Targeted Therapeutics Using CRISPR

A method has been developed to treat viral infections using CRISPR technology. This involves administering CRISPR RNA (crRNA) that contains a guide sequence complementary to specific viral RNA sequences, alongside a Cas protein like Cas13. The Cas protein may include additional features, such as localization signals to enhance its effectiveness in targeting viral RNA.

Specificity of CRISPR RNAs

The guide sequences of the crRNA can be tailored to target various viral infections. For coronaviruses, these sequences can match genomic or subgenomic mRNA sequences, including leader and structural protein sequences.
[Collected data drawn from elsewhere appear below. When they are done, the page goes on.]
//! The recursive compiler.
//!
//! [`rasterize`] walks an expression term by term: a group, a command or a symbol, followed by
//! its optional scripts. Each term is rendered into a [`Subraster`] and appended to the left
//! expression, spaced according to the atom types of the neighbours and smashed against them
//! when both allow it. Commands are free to consume as many arguments as they need, or to take
//! over the left expression (`\over`, `\\`, negative spaces).

use std::cmp::max;

use crate::error::{RasterError, RasterResult};
use crate::font::{AtomType, Family, SymbolDef, SymbolTable};
use crate::parser::{extract_preamble, Lexer, Preamble, Scripts, SizeChange, StyleFlag, Token};
use crate::raster::compose::concat_horizontal;
use crate::raster::{BoxKind, Subraster};
use super::commands::get_command;
use super::constants::*;
use super::context::{DisplayStyle, RenderContext};
use super::scripts;
use super::spacing::{atom_space, demote_binary};
use super::{centered_baseline, Rendered};

/// A rendered term and what its neighbours need to know about it.
struct Term {
    boxed:  Subraster,
    atom:   AtomType,
    limits: bool,
}

impl Term {
    fn ordinary(boxed: Subraster) -> Self {
        Term { boxed, atom: AtomType::Ordinary, limits: false }
    }
}

/// Renders `expression` at size level `size`.
///
/// The scoped fields of `ctx` are restored on return, whatever the expression changed.
/// Returns `Ok(None)` for an expression producing no box at all (empty, or only switches).
pub fn rasterize<S: SymbolTable + ?Sized>(expression: &str, size: u8, ctx: &mut RenderContext<S>) -> Rendered {
    let size = size.min(LARGESTSIZE);
    if ctx.depth >= ctx.settings.max_depth {
        warn!("expression nested more than {} levels deep", ctx.settings.max_depth);
        return placeholder(size, ctx).map(Some);
    }

    let snapshot = ctx.save();
    ctx.size = size;
    ctx.depth += 1;
    let result = compile(expression, ctx);
    ctx.depth -= 1;
    ctx.restore(snapshot);
    result
}

fn compile<S: SymbolTable + ?Sized>(expression: &str, ctx: &mut RenderContext<S>) -> Rendered {
    let mut expression = expression;
    if ctx.depth == 1 {
        let (preamble, body) = extract_preamble(expression);
        apply_preamble(preamble, ctx);
        expression = body;
    }

    let mut lex = Lexer::new(expression);
    let mut prev_atom = AtomType::Transparent;
    let mut prev_smashable = false;

    while !lex.is_empty() {
        let remaining = lex.input().len();
        let checkpoint = lex.clone();

        let term = match lex.next_token() {
            Token::Symbol('_') | Token::Symbol('^') | Token::Symbol('\'') => {
                // scripts with nothing to attach to
                lex = checkpoint;
                empty_box(ctx.size, ctx).map(|boxed| Some(Term::ordinary(boxed)))
            },
            token => next_term(token, &mut lex, ctx),
        };
        let scripts = lex.scripts();

        if lex.input().len() == remaining {
            warn!("no progress at {:?}, dropping the rest", lex.input());
            break;
        }

        let scripted = !scripts.is_empty();
        let term = match term.and_then(|term| with_scripts(term, &scripts, ctx)) {
            Ok(Some(term)) => term,
            Ok(None) => continue,
            Err(error) => Term::ordinary(stand_in(error, ctx)?),
        };

        let atom = demote_binary(prev_atom, term.atom);
        let space = atom_space(prev_atom, atom, ctx.size).to_pixels(ctx.em(ctx.size));
        let limit = ctx.pixel_limit();
        let mut smashable = term.boxed.kind.allows_smash();
        ctx.left_expression = Some(match ctx.left_expression.take() {
            None => term.boxed,
            Some(left) => {
                let boxed = if fits_beside(&left, &term.boxed, space, limit) {
                    Some(term.boxed)
                } else {
                    warn!("no room for a term of {}x{} pixels", term.boxed.width(), term.boxed.height());
                    smashable = false;
                    let boxed = placeholder(ctx.size, ctx)?;
                    Some(boxed).filter(|boxed| fits_beside(&left, boxed, space, limit))
                };
                match boxed {
                    Some(boxed) => {
                        let smash = if prev_smashable && smashable {
                            ctx.smash.effective(ctx.size)
                        } else {
                            None
                        };
                        concat_horizontal(left, boxed, space, smash, limit)?
                    },
                    None => left,
                }
            },
        });

        if atom != AtomType::Transparent {
            prev_atom = atom;
        }
        prev_smashable = smashable && !scripted;
    }

    Ok(ctx.left_expression.take().map(|expression| match expression.kind {
        BoxKind::FractionImage => expression,
        _ => expression.with_kind(BoxKind::ComposedImage),
    }))
}

/// Completes a term with its scripts, or makes an empty base for scripts without one.
fn with_scripts<S: SymbolTable + ?Sized>(term: Option<Term>, scripts: &Scripts, ctx: &mut RenderContext<S>) -> RasterResult<Option<Term>> {
    let term = match term {
        Some(term) => term,
        None if scripts.is_empty() => return Ok(None),
        None => Term::ordinary(empty_box(ctx.size, ctx)?),
    };
    ctx.left_symbol = term.boxed.symbol;
    if scripts.is_empty() {
        return Ok(Some(term));
    }

    let limits = scripts.limits.unwrap_or(term.limits && ctx.is_display());
    let script_size = ctx.size.saturating_sub(1);
    let sub = match &scripts.sub {
        Some(text) => rasterize(text, script_size, ctx)?,
        None => None,
    };
    let sup = match &scripts.sup {
        Some(text) => rasterize(text, script_size, ctx)?,
        None => None,
    };
    let boxed = scripts::attach(term.boxed, sub, sup, limits, ctx)?;
    Ok(Some(Term { boxed, ..term }))
}

/// A term over the pixel budget becomes a placeholder; any other error ends the rendering.
fn stand_in<S: SymbolTable + ?Sized>(error: RasterError, ctx: &mut RenderContext<S>) -> RasterResult<Subraster> {
    match error {
        RasterError::TooLarge { width, height, limit } => {
            warn!("{}x{} pixels exceed the budget of {}, term replaced", width, height, limit);
            placeholder(ctx.size, ctx)
        },
        error => Err(error),
    }
}

/// Whether `left` and `right` side by side, `space` columns apart, stay within `limit` pixels.
fn fits_beside(left: &Subraster, right: &Subraster, space: usize, limit: usize) -> bool {
    let height = max(left.baseline, right.baseline) + 1 + max(left.descent(), right.descent());
    left.width().checked_add(space)
        .and_then(|width| width.checked_add(right.width()))
        .and_then(|width| width.checked_mul(height))
        .map_or(false, |pixels| pixels <= limit)
}

fn apply_preamble<S: SymbolTable + ?Sized>(preamble: Preamble, ctx: &mut RenderContext<S>) {
    match preamble.size {
        Some(SizeChange::Absolute(size)) => ctx.size = size.min(LARGESTSIZE),
        Some(SizeChange::Relative(delta)) => {
            ctx.size = (ctx.size as i16 + delta as i16).clamp(0, LARGESTSIZE as i16) as u8;
        },
        None => (),
    }
    match preamble.style {
        Some(StyleFlag::Display) => ctx.display_style = DisplayStyle::Display,
        Some(StyleFlag::Text)    => ctx.display_style = DisplayStyle::Text,
        None => (),
    }
}

fn next_term<S: SymbolTable + ?Sized>(token: Token, lex: &mut Lexer, ctx: &mut RenderContext<S>) -> RasterResult<Option<Term>> {
    match token {
        Token::EOF => Ok(None),
        Token::Group(inner) => Ok(rasterize(inner, ctx.size, ctx)?.map(Term::ordinary)),
        Token::Command(name) => match get_command(name) {
            Some(command) => {
                let atom = command.atom_type();
                let limits = command.takes_limits();
                Ok(command.render(lex, ctx)?.map(|boxed| Term { boxed, atom, limits }))
            },
            None => symbol_term(&format!("\\{}", name), ctx).map(Some),
        },
        Token::Symbol('~') => {
            let em = ctx.em(ctx.size);
            Ok(Some(Term {
                boxed:  ctx.blank(em / 3, em, em - 1)?,
                atom:   AtomType::Transparent,
                limits: false,
            }))
        },
        Token::Symbol(c @ ('&' | '}' | '$')) => {
            debug!("ignoring stray {:?}", c);
            Ok(None)
        },
        Token::Symbol(c) => symbol_term(c.encode_utf8(&mut [0; 4]), ctx).map(Some),
    }
}

fn symbol_term<S: SymbolTable + ?Sized>(token: &str, ctx: &mut RenderContext<S>) -> RasterResult<Term> {
    let symbol = match ctx.symbols.lookup_symbol(token, ctx.family) {
        Some(symbol) => symbol,
        None => {
            warn!("unknown symbol {}", token);
            return Ok(Term::ordinary(placeholder(ctx.size, ctx)?));
        },
    };

    let large = matches!(symbol.atom_type, AtomType::Operator(_)) && ctx.is_display();
    let boxed = if large {
        let mut boxed = glyph(&symbol, (ctx.size + 1).min(LARGESTSIZE), ctx)?;
        boxed.baseline = centered_baseline(boxed.height(), ctx.em(ctx.size)).min(boxed.height() - 1);
        boxed
    } else {
        glyph(&symbol, ctx.size, ctx)?
    };
    Ok(Term { boxed, atom: symbol.atom_type, limits: symbol.takes_limits() })
}

/// Renders a resolved symbol, converted to the pixel depth of the settings.
pub fn glyph<S: SymbolTable + ?Sized>(symbol: &SymbolDef, size: u8, ctx: &mut RenderContext<S>) -> RasterResult<Subraster> {
    match ctx.symbols.render_glyph(symbol, size) {
        Some(glyph) => conform(glyph, ctx),
        None => {
            warn!("no glyph for {:?}", symbol.codepoint);
            placeholder(size, ctx)
        },
    }
}

/// Converts a box produced by the symbol table to the pixel depth of the settings.
pub fn conform<S: SymbolTable + ?Sized>(boxed: Subraster, ctx: &RenderContext<S>) -> RasterResult<Subraster> {
    if boxed.raster.depth() == ctx.settings.pixel_depth {
        return Ok(boxed);
    }
    let raster = boxed.raster.to_depth(ctx.settings.pixel_depth)?;
    Ok(Subraster { raster, ..boxed })
}

/// Sets `text` glyph by glyph in `family`, keeping its spaces. Never smashed.
pub fn text_box<S: SymbolTable + ?Sized>(text: &str, family: Family, size: u8, ctx: &mut RenderContext<S>) -> Rendered {
    let em = ctx.em(size);
    let mut result: Option<Subraster> = None;

    for c in text.chars() {
        let piece = if c.is_whitespace() {
            Subraster::new(ctx.raster(em / 3, em)?, em - 1, size, BoxKind::NoSmash)
        } else {
            let rendered = ctx.symbols
                .lookup_symbol(c.encode_utf8(&mut [0; 4]), family)
                .and_then(|symbol| ctx.symbols.render_glyph(&symbol, size));
            match rendered {
                Some(glyph) => conform(glyph, ctx)?,
                None => {
                    debug!("no glyph for {:?} in text", c);
                    continue;
                },
            }
        };
        result = Some(match result {
            None => piece,
            Some(left) => concat_horizontal(left, piece, 0, None, ctx.pixel_limit())?,
        });
    }
    Ok(result.map(|text| text.with_kind(BoxKind::AsciiString)))
}

/// The visible `[?]` standing in for what could not be rendered.
pub fn placeholder<S: SymbolTable + ?Sized>(size: u8, ctx: &mut RenderContext<S>) -> RasterResult<Subraster> {
    match text_box(PLACEHOLDER, Family::Roman, size, ctx)? {
        Some(boxed) => Ok(boxed),
        None => {
            let em = ctx.em(size);
            Ok(Subraster::new(ctx.raster(em / 2, em)?, em - 1, size, BoxKind::AsciiString))
        },
    }
}

/// A box without width, one em tall.
pub fn empty_box<S: SymbolTable + ?Sized>(size: u8, ctx: &mut RenderContext<S>) -> RasterResult<Subraster> {
    let em = ctx.em(size);
    Ok(Subraster::new(ctx.raster(0, em)?, em - 1, size, BoxKind::NoSmash))
}

/// Renders the next argument, if any.
pub fn argument_box<S: SymbolTable + ?Sized>(lex: &mut Lexer, size: u8, ctx: &mut RenderContext<S>) -> Rendered {
    match lex.argument() {
        Some(argument) => rasterize(argument, size, ctx),
        None => Ok(None),
    }
}

/// Renders the next argument, an empty box for an empty one and a placeholder for a missing one.
pub fn required_box<S: SymbolTable + ?Sized>(lex: &mut Lexer, size: u8, ctx: &mut RenderContext<S>) -> RasterResult<Subraster> {
    match lex.argument() {
        Some(argument) => match rasterize(argument, size, ctx)? {
            Some(boxed) => Ok(boxed),
            None => empty_box(size, ctx),
        },
        None => {
            warn!("missing argument at the end of the expression");
            placeholder(size, ctx)
        },
    }
}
Similarly, for influenza viruses, the crRNA can be designed to align with specific genomic RNA sequences associated with critical viral proteins.

Delivery Systems for CRISPR Components

A delivery system is proposed that combines packaging plasmids, transfer plasmids containing crRNA and Cas protein sequences, and envelope plasmids for effective introduction into host cells. The envelope proteins can be derived from coronaviruses or influenza viruses to ensure compatibility and enhance the delivery of the therapeutic components.

Composition and Variability of CRISPR Elements

The invention includes compositions featuring crRNAs that may also contain direct repeat (DR) sequences and tandem arrays of crRNAs for enhanced targeting capabilities. These compositions are aimed at providing a versatile approach to combating viral infections by allowing for precise targeting of viral RNA sequences in different viruses.